Moab Setup
From athena
Downloaded Moab
[root@athena0 moab]# curl -u washphys: -o moab-5.2.0-linux-x86_64-torque.tar.gz http://www.clusterresources.com/downloads/mwm/moab-5.2.0-linux-x86_64-torque.tar.gz
[root@athena0 moab-5.2.0]# ./configure --with-torque=/opt/torque
make install
Moab did not work when we started it as it complained about the torque dynamic library not in path. In order to get it to work, I added torque.conf to the /etc/ld.so.conf.d/ directory and put the path to the torque libraries:
/opt/torque/lib/
After I tried starting Moab, I received the following error:
[root@athena0 moab]# /usr/local/sbin/moab ERROR: server must be started on host 'athena0.local' (currently on 'athena0.npl.washington.edu') - see SCHEDCFG parameter
In order to resolve this, you need to change the hostname of the host from the fully qualified domain to simply the hostname. Now, this may break Rocks, so I need to call Cluster Resources on this one.
I also found some instructions on the moab.cfg file:
http://www.clusterresources.com/products/mwm/moabdocs/2.3initialtesting.shtml
If initial evaluation is complete or not required, the scheduler may be placed directly into production by setting the MODE attribute of the SCHEDCFG parameter to NORMAL and (re)starting the scheduler. Further sections within this manual will introduce key concepts and commands required to properly manage the scheduler in production operation.

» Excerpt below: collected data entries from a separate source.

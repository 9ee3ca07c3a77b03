use axum::Router;

pub mod auth;
pub mod permissions;
pub mod roles;
pub mod system;
pub mod users;

/// Router for all authenticated endpoints.
///
/// `/auth/login` is public and mounted separately, so the auth routes carry
/// full paths and are merged instead of nested.
pub fn router() -> Router {
    Router::new()
        .merge(auth::router())
        .nest("/users", users::router())
        .nest("/roles", roles::router())
        .nest("/permissions", permissions::router())
}
//! Login and secret changes.

use std::sync::{Arc, OnceLock};

use chrono::Utc;
use serde::Serialize;

use libris_core::{DomainError, DomainResult, UnauthorizedReason, UserId};

use crate::password::SecretHasher;
use crate::principal::ResolvedIdentity;
use crate::resolver::IdentityResolver;
use crate::session::{IssuedToken, SessionIssuer};
use crate::store::SharedStore;
use crate::user::validate_secret;

/// Hashed once per verifier and checked on logins that have no account.
const DECOY_SECRET: &str = "libris-decoy-secret";

/// Successful login.
#[derive(Debug, Clone, Serialize)]
#[serde(rename_all = "camelCase")]
pub struct AuthenticateResult {
    pub user: ResolvedIdentity,
    pub token: IssuedToken,
}

#[derive(Clone)]
pub struct CredentialVerifier {
    store: SharedStore,
    hasher: Arc<dyn SecretHasher>,
    issuer: SessionIssuer,
    resolver: IdentityResolver,
    decoy_digest: Arc<OnceLock<String>>,
}

impl CredentialVerifier {
    pub fn new(
        store: SharedStore,
        hasher: Arc<dyn SecretHasher>,
        issuer: SessionIssuer,
        resolver: IdentityResolver,
    ) -> Self {
        Self {
            store,
            hasher,
            issuer,
            resolver,
            decoy_digest: Arc::new(OnceLock::new()),
        }
    }

    fn decoy_digest(&self) -> DomainResult<&str> {
        if let Some(digest) = self.decoy_digest.get() {
            return Ok(digest);
        }
        let digest = self.hasher.hash(DECOY_SECRET)?;
        Ok(self.decoy_digest.get_or_init(|| digest))
    }

    /// Spend one verification on a digest that never matches, so a missing or
    /// inactive account costs the same as a wrong secret.
    fn reject_without_account(&self, secret: &str) -> DomainResult<DomainError> {
        let digest = self.decoy_digest()?;
        self.hasher.verify(secret, digest)?;
        Ok(DomainError::unauthorized(UnauthorizedReason::InvalidCredentials))
    }

    /// Verify an email/secret pair and open a session.
    ///
    /// Unknown account, inactive account and wrong secret all fail with the
    /// same `InvalidCredentials` error.
    pub async fn authenticate(&self, email: &str, secret: &str) -> DomainResult<AuthenticateResult> {
        let rejected = || DomainError::unauthorized(UnauthorizedReason::InvalidCredentials);

        let email = email.trim().to_lowercase();
        let Some(mut user) = self.store.user_by_email(&email).await? else {
            tracing::info!(outcome = "unknown_account", "login rejected");
            return Err(self.reject_without_account(secret)?);
        };
        if !user.active {
            tracing::info!(user_id = %user.id, outcome = "inactive_account", "login rejected");
            return Err(self.reject_without_account(secret)?);
        }
        if !self.hasher.verify(secret, &user.secret_hash)? {
            tracing::info!(user_id = %user.id, outcome = "bad_secret", "login rejected");
            return Err(rejected());
        }

        let now = Utc::now();
        user.last_authenticated_at = Some(now);
        user.updated_at = now;
        let user = self.store.update_user(user).await?;

        let token = self.issuer.issue(user.id)?;
        let identity = self.resolver.expand(&user).await?;
        tracing::info!(user_id = %user.id, "login succeeded");

        Ok(AuthenticateResult { user: identity, token })
    }

    /// Replace a user's secret after checking the current one.
    pub async fn change_secret(
        &self,
        user_id: UserId,
        current: &str,
        new: &str,
        confirm: Option<&str>,
    ) -> DomainResult<()> {
        if current.is_empty() || new.is_empty() {
            return Err(DomainError::invalid_input(
                "current password and new password are required",
            ));
        }
        validate_secret(new)?;
        if confirm.is_some_and(|c| c != new) {
            return Err(DomainError::invalid_input(
                "new password and confirm password do not match",
            ));
        }

        let mut user = self
            .store
            .user(user_id)
            .await?
            .ok_or_else(|| DomainError::not_found(format!("user {user_id}")))?;
        if !self.hasher.verify(current, &user.secret_hash)? {
            return Err(DomainError::invalid_input("current password is incorrect"));
        }

        user.secret_hash = self.hasher.hash(new)?;
        user.updated_at = Utc::now();
        self.store.update_user(user).await?;
        tracing::info!(user_id = %user_id, "password changed");
        Ok(())
    }
}
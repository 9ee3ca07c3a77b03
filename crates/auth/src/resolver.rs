//! Token → identity resolution.
//!
//! Expansion is two explicit stages over id lookups: user → roles, then
//! roles → permissions. Both stages are tolerant: a reference that is missing
//! or points at an inactive record is dropped, never an error.

use std::collections::{HashMap, HashSet};

use libris_core::{DomainError, DomainResult, PermissionId, RoleId, UnauthorizedReason, UserId};

use crate::permissions::Permission;
use crate::principal::ResolvedIdentity;
use crate::roles::{dedup_ids, Role};
use crate::session::SessionIssuer;
use crate::store::SharedStore;
use crate::user::{User, UserView};

#[derive(Clone)]
pub struct IdentityResolver {
    store: SharedStore,
    issuer: SessionIssuer,
}

impl IdentityResolver {
    pub fn new(store: SharedStore, issuer: SessionIssuer) -> Self {
        Self { store, issuer }
    }

    /// Validate `token` and load the identity it names.
    pub async fn resolve(&self, token: &str) -> DomainResult<ResolvedIdentity> {
        let user_id = self.issuer.validate(token)?;
        self.resolve_user(user_id).await
    }

    /// Load and expand a user by id, without a token.
    pub async fn resolve_user(&self, user_id: UserId) -> DomainResult<ResolvedIdentity> {
        let user = self
            .store
            .user(user_id)
            .await?
            .ok_or(DomainError::unauthorized(UnauthorizedReason::AccountNotFound))?;
        if !user.active {
            return Err(DomainError::unauthorized(UnauthorizedReason::AccountInactive));
        }
        self.expand(&user).await
    }

    /// Expand an already-loaded user.
    pub async fn expand(&self, user: &User) -> DomainResult<ResolvedIdentity> {
        let roles = retain_active_roles(&user.roles, self.store.roles_by_ids(&user.roles).await?);

        let referenced: Vec<PermissionId> =
            dedup_ids(roles.iter().flat_map(|r| r.permissions.iter().copied()).collect());
        let permissions = self.store.permissions_by_ids(&referenced).await?;
        let effective_permissions = union_active_permissions(&roles, permissions);

        tracing::debug!(
            user_id = %user.id,
            roles = roles.len(),
            permissions = effective_permissions.len(),
            "identity resolved"
        );

        Ok(ResolvedIdentity {
            user: UserView::from(user),
            roles,
            effective_permissions,
        })
    }
}

/// Stage one: keep the user's active roles, in the order the user lists them.
fn retain_active_roles(wanted: &[RoleId], found: Vec<Role>) -> Vec<Role> {
    let mut arena: HashMap<_, Role> = found.into_iter().map(|r| (r.id, r)).collect();
    wanted
        .iter()
        .filter_map(|id| arena.remove(id))
        .filter(|r| r.active)
        .collect()
}

/// Stage two: union of every active permission reachable from `roles`, keyed by
/// permission id and sorted for display.
fn union_active_permissions(roles: &[Role], found: Vec<Permission>) -> Vec<Permission> {
    let arena: HashMap<PermissionId, Permission> = found.into_iter().map(|p| (p.id, p)).collect();
    let mut seen = HashSet::new();
    let mut effective: Vec<Permission> = roles
        .iter()
        .flat_map(|r| r.permissions.iter())
        .filter(|id| seen.insert(**id))
        .filter_map(|id| arena.get(id))
        .filter(|p| p.active)
        .cloned()
        .collect();
    effective.sort_by(Permission::display_order);
    effective
}

#[cfg(test)]
mod tests {
    use super::*;
    use crate::permissions::{Action, Resource};
    use chrono::Utc;

    fn perm(name: &str, action: Action, active: bool) -> Permission {
        let mut p = Permission::new(name, Resource::BOOKS, action, "", Utc::now()).unwrap();
        p.active = active;
        p
    }

    #[test]
    fn stage_one_drops_missing_and_inactive_roles() {
        let now = Utc::now();
        let kept = Role::new("KEPT", "", vec![], false, now).unwrap();
        let mut off = Role::new("OFF", "", vec![], false, now).unwrap();
        off.active = false;
        let dangling = RoleId::new();

        let wanted = vec![dangling, off.id, kept.id];
        let roles = retain_active_roles(&wanted, vec![kept.clone(), off]);
        assert_eq!(roles, vec![kept]);
    }

    #[test]
    fn stage_two_deduplicates_and_filters_inactive() {
        let now = Utc::now();
        let read = perm("READ_BOOKS", Action::Read, true);
        let gone = perm("DELETE_BOOKS", Action::Delete, false);
        let a = Role::new("A", "", vec![read.id, gone.id], false, now).unwrap();
        let b = Role::new("B", "", vec![read.id, PermissionId::new()], false, now).unwrap();

        let effective = union_active_permissions(&[a, b], vec![read.clone(), gone]);
        assert_eq!(effective, vec![read]);
    }
}
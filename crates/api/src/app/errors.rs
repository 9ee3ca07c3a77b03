use axum::http::StatusCode;
use axum::response::IntoResponse;
use serde_json::json;

use libris_core::{DomainError, UnauthorizedReason};

/// Map a domain error to its status, stable code and client-safe message.
pub fn domain_error_to_response(err: DomainError) -> axum::response::Response {
    match err {
        DomainError::Unauthorized(reason) => {
            let code = match reason {
                UnauthorizedReason::InvalidToken => "INVALID_TOKEN",
                UnauthorizedReason::TokenExpired => "TOKEN_EXPIRED",
                _ => "UNAUTHORIZED",
            };
            json_error(StatusCode::UNAUTHORIZED, code, reason.to_string())
        }
        DomainError::Forbidden(msg) => json_error(StatusCode::FORBIDDEN, "FORBIDDEN", msg),
        DomainError::Conflict(msg) => json_error(StatusCode::CONFLICT, "CONFLICT", msg),
        DomainError::InvalidInput(msg) => json_error(StatusCode::BAD_REQUEST, "INVALID_INPUT", msg),
        DomainError::NotFound(msg) => json_error(StatusCode::NOT_FOUND, "NOT_FOUND", format!("{msg} not found")),
        DomainError::Internal(msg) => {
            tracing::error!(error = %msg, "internal error");
            json_error(StatusCode::INTERNAL_SERVER_ERROR, "INTERNAL", "internal server error")
        }
    }
}

pub fn json_error(
    status: StatusCode,
    code: &'static str,
    message: impl Into<String>,
) -> axum::response::Response {
    (
        status,
        axum::Json(json!({
            "error": code,
            "message": message.into(),
        })),
    )
        .into_response()
}

/// Parse a path id, mapping failure to a 400 response.
pub fn parse_id<T>(raw: &str) -> Result<T, axum::response::Response>
where
    T: core::str::FromStr<Err = DomainError>,
{
    raw.parse().map_err(domain_error_to_response)
}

Ok, now I needed to remove references from Sun's Open Grid Engine:
[root@athena0 profile.d]# grep engine * sge-binaries.csh:setenv SGE_ROOT /opt/gridengine sge-binaries.sh:SGE_ROOT=/opt/gridengine; export SGE_ROOT [root@athena0 profile.d]# mkdir DISABLED [root@athena0 profile.d]# mv sge-binaries.csh DISABLED/ [root@athena0 profile.d]# mv sge-binaries.sh DISABLED/ vi /etc/profile.d/moab-binaries.sh
And I added the following:
MOAB_ROOT=/usr/local; export MOAB_ROOT DEFAULTMANPATH=$MOAB_ROOT/man PATH=$MOAB_ROOT/bin:$PATH; export PATH shlib_path_name=$MOAB_ROOT/lib
To start moab:
/usr/local/sbin/moab
To stop moab:
/usr/local/bin/mschedctl
I organized the racks and slots accordingly. I also created 5 partitions for the scheduler: astro, cenpa, int, phys, and fastinter. Fastinter is on the single Cisco switch with a 50% non-block rate as opposed to a 33% non-blocking on the larger cisco switch. Here's an example from the /opt/moab/moab.cfg file:
NODECFG[compute-0-29] RACK=3 SLOT=30 PARTITION=int
On the phone with the dudes:
Added line to moab.cfg
GROUPCFG[cenpa]
Restarted
[root@athena0 moab]# mschedctl -R
Access control modifiers:
SRCFG[cenpa] GROUPLIST=cenpa,~phys SRCFG[cenpa] OWNER=GROUP:cenpa
PREEMPTPOLICY REQUEUE
Jobs need to be marked "restartable", so Nick's going to check on that.
checkjob will check the flags...
Other cool commands:
mdiag -r mched
Good websites for end users:
http://www.clusterresources.com/products/mwm/moabdocs/15.0improvingusereffectiveness.shtml
Submitting jobs:
[richardc@athena0 ill]$ msub -l nodes=5:ppn=8 advres=cenpa ill
That didn't work because you cannot submit an executable. I wrapped a script around it, and now it ran.
msub -l advres=cenpa ill.exe
The default allocation of time is one hour. You can set this on the command line:
msub -l walltime=3:10:00,advres=cenpa ill.exe
Here we're saying that we want 3 hours and 10 minutes on the reservation for CENPA.